Collected data entries:

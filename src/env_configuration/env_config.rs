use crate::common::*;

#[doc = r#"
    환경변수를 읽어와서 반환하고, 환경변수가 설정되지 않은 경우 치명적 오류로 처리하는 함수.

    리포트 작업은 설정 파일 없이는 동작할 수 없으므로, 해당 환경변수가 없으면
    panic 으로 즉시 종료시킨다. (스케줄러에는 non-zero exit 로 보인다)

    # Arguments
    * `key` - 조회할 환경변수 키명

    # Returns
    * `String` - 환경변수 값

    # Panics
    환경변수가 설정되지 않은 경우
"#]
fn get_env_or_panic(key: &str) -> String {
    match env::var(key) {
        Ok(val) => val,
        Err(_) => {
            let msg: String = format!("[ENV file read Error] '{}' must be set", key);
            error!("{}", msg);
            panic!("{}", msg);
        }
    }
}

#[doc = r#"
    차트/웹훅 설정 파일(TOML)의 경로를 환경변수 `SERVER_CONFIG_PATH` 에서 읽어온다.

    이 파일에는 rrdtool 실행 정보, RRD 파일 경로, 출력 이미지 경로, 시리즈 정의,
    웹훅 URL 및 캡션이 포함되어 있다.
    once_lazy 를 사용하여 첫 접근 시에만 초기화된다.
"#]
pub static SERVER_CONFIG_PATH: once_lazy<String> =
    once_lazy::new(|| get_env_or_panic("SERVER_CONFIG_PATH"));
--
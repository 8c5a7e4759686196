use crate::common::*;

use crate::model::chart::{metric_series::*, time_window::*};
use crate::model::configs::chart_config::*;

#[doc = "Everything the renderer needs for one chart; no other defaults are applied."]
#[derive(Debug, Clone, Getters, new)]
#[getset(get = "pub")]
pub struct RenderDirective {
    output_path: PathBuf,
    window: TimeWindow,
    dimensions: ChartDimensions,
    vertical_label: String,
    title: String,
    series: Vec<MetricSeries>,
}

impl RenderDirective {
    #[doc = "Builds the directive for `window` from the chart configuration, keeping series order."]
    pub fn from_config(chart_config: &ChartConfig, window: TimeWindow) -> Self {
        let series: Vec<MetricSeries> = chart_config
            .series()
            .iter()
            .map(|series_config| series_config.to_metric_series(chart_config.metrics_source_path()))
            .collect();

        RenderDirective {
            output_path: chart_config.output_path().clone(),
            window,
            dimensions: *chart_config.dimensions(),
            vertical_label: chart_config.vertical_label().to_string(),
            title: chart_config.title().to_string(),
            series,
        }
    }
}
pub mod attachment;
...
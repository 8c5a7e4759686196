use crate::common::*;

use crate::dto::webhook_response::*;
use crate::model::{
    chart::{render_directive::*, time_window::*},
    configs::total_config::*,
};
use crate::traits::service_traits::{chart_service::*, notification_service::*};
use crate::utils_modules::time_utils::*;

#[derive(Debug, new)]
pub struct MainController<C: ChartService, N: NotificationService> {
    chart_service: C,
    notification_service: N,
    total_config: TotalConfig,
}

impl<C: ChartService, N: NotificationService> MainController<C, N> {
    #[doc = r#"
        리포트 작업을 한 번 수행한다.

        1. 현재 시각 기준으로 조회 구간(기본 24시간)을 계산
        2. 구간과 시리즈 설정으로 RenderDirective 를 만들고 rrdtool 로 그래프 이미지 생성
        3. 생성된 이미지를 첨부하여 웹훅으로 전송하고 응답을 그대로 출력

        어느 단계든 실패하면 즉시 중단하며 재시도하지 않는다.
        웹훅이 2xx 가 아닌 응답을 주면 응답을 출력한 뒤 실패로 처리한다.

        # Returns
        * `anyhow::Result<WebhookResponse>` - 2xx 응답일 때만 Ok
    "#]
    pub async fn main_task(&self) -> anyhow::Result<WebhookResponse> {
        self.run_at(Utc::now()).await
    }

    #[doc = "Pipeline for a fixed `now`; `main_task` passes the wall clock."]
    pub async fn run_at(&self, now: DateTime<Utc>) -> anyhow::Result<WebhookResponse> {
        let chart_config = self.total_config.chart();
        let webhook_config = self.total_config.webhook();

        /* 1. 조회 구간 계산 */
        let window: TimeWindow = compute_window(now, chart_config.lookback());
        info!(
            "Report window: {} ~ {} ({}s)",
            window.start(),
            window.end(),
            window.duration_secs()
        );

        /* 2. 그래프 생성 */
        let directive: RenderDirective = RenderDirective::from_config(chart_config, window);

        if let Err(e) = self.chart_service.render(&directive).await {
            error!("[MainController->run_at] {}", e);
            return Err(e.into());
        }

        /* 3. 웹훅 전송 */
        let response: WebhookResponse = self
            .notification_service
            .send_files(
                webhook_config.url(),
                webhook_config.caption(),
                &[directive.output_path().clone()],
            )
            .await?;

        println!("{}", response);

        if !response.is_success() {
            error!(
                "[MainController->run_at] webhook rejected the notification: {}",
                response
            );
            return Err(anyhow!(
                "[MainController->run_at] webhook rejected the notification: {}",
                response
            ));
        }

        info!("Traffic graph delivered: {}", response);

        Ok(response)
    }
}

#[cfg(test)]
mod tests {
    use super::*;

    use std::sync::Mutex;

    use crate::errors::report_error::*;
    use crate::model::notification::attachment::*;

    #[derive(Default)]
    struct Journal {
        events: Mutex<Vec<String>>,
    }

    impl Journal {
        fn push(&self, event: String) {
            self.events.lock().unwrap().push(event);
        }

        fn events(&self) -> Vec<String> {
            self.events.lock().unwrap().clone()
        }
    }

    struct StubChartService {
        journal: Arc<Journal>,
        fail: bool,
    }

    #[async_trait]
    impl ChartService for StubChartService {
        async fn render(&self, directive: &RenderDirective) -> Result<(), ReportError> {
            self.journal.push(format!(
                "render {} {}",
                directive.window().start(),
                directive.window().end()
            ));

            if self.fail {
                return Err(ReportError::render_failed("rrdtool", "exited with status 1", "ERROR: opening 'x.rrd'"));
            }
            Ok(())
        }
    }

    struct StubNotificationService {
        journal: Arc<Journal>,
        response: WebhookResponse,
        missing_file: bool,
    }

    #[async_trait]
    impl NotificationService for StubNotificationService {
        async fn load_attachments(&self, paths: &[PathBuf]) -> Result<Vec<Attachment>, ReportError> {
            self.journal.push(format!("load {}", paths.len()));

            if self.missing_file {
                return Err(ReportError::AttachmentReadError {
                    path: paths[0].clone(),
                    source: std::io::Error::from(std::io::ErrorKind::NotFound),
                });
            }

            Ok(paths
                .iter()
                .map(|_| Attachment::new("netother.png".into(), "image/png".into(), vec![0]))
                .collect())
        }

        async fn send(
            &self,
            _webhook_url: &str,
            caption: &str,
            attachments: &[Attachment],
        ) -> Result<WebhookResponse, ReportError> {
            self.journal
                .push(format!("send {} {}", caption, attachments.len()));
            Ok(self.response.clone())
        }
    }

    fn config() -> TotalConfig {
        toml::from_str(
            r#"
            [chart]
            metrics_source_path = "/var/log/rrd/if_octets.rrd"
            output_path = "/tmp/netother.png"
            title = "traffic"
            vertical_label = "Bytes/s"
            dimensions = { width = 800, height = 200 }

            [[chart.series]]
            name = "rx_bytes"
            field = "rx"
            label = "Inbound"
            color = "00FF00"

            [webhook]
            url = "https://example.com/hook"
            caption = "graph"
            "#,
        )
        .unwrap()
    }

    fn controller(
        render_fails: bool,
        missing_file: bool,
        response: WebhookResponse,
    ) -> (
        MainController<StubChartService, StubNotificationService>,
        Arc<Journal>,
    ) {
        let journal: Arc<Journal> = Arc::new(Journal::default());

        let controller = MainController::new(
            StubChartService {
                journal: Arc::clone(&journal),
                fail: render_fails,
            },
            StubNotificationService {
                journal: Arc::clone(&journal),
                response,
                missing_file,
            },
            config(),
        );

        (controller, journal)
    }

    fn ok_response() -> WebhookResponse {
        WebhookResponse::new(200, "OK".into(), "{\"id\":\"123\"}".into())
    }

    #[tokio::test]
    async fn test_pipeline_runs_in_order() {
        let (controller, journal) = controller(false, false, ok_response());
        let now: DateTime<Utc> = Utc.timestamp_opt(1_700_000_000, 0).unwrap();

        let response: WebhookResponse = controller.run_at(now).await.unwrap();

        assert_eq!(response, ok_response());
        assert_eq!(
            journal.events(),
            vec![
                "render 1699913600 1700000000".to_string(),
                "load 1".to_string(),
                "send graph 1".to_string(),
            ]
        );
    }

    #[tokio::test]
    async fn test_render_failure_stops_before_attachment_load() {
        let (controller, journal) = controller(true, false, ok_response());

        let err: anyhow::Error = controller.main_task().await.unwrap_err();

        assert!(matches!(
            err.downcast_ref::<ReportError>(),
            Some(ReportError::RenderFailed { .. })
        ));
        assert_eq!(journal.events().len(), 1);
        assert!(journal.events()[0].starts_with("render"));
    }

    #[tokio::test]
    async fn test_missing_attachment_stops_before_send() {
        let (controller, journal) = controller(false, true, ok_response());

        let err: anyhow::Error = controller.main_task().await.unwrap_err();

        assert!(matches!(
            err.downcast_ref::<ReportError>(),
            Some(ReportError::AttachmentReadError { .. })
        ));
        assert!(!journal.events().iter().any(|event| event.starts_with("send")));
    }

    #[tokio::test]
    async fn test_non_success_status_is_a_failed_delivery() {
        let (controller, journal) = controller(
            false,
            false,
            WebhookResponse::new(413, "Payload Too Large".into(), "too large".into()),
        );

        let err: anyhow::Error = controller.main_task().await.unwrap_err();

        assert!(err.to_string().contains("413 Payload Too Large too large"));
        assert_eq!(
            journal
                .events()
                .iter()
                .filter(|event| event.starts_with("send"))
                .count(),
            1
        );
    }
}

--- Your assignment ---
Across the entries, how many lines contain "TotalConfig"? Reply with the number only.

--- Solution to the exercise ---
2